Segment Start: Supplied entries
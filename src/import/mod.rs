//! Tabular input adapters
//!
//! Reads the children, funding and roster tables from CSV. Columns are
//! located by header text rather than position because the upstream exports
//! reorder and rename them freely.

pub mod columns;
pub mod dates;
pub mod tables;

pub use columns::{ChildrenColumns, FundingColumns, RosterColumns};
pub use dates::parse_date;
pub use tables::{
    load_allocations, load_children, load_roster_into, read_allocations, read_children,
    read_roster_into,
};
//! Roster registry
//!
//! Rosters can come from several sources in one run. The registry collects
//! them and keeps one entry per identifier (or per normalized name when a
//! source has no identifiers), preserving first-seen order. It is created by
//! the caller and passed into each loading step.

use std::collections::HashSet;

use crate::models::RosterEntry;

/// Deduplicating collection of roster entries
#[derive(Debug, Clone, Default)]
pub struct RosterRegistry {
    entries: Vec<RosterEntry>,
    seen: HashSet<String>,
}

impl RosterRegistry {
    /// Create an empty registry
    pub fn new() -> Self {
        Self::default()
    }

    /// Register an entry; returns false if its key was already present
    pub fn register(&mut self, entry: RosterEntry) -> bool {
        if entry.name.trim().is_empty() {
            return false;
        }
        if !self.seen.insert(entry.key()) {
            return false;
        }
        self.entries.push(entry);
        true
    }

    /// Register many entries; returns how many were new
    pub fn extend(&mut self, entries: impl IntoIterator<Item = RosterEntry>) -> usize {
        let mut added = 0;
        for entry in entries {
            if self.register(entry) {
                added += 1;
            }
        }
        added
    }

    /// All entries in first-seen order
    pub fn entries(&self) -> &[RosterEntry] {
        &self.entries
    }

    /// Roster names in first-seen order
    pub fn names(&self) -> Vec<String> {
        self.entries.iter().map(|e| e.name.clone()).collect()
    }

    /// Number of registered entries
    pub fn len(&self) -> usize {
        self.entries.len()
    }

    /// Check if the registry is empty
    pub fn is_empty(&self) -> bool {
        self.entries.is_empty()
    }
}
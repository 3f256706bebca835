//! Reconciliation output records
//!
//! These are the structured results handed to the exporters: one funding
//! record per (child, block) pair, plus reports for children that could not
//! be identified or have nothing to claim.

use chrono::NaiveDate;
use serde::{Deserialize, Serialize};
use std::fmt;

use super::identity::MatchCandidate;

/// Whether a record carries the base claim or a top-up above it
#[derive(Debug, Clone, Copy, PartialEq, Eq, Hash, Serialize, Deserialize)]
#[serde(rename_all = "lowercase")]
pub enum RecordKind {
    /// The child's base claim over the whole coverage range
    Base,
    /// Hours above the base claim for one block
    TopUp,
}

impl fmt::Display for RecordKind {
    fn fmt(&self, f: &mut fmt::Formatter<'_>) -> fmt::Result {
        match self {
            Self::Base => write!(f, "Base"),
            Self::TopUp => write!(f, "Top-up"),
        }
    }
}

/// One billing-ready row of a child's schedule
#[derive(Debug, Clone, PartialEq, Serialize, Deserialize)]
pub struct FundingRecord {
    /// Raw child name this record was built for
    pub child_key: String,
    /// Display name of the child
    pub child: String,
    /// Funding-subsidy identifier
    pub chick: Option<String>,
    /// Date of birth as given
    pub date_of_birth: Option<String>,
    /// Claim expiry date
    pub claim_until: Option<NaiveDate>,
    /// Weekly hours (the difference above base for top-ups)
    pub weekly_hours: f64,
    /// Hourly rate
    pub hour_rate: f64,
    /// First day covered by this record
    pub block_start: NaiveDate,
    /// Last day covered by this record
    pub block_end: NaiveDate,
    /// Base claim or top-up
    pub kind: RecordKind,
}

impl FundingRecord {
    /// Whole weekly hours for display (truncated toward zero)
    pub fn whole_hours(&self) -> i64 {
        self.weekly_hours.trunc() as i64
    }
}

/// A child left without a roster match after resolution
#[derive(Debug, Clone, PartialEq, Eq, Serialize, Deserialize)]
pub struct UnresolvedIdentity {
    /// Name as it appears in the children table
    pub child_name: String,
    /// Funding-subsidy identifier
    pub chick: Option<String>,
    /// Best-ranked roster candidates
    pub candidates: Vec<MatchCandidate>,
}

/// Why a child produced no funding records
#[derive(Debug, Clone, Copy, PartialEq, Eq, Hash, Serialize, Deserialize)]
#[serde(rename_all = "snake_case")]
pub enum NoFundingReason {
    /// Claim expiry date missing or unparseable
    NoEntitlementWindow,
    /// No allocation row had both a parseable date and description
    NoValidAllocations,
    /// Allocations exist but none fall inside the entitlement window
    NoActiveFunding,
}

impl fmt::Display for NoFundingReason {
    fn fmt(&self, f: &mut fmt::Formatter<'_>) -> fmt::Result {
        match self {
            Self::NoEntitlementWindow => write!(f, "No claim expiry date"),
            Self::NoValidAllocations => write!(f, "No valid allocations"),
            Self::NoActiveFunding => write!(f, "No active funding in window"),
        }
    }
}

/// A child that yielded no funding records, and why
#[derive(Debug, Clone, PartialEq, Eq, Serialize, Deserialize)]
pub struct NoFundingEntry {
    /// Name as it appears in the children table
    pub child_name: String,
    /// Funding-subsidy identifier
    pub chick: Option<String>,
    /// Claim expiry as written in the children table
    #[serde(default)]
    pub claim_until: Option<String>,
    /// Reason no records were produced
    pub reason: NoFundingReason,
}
Segment End: Supplied entries
▶ _Task prompt_: Reproduce the lines of the entries above from the one with "self.entries.len()" to the one with "top-up above it", both included, exactly and without any other line.

▶ _Result for this exercise_:
        self.entries.len()
    }

    /// Check if the registry is empty
    pub fn is_empty(&self) -> bool {
        self.entries.is_empty()
    }
}
repository 3f256706bebca835
//! Reconciliation output records
//!
//! These are the structured results handed to the exporters: one funding
//! record per (child, block) pair, plus reports for children that could not
//! be identified or have nothing to claim.

use chrono::NaiveDate;
use serde::{Deserialize, Serialize};
use std::fmt;

use super::identity::MatchCandidate;

/// Whether a record carries the base claim or a top-up above it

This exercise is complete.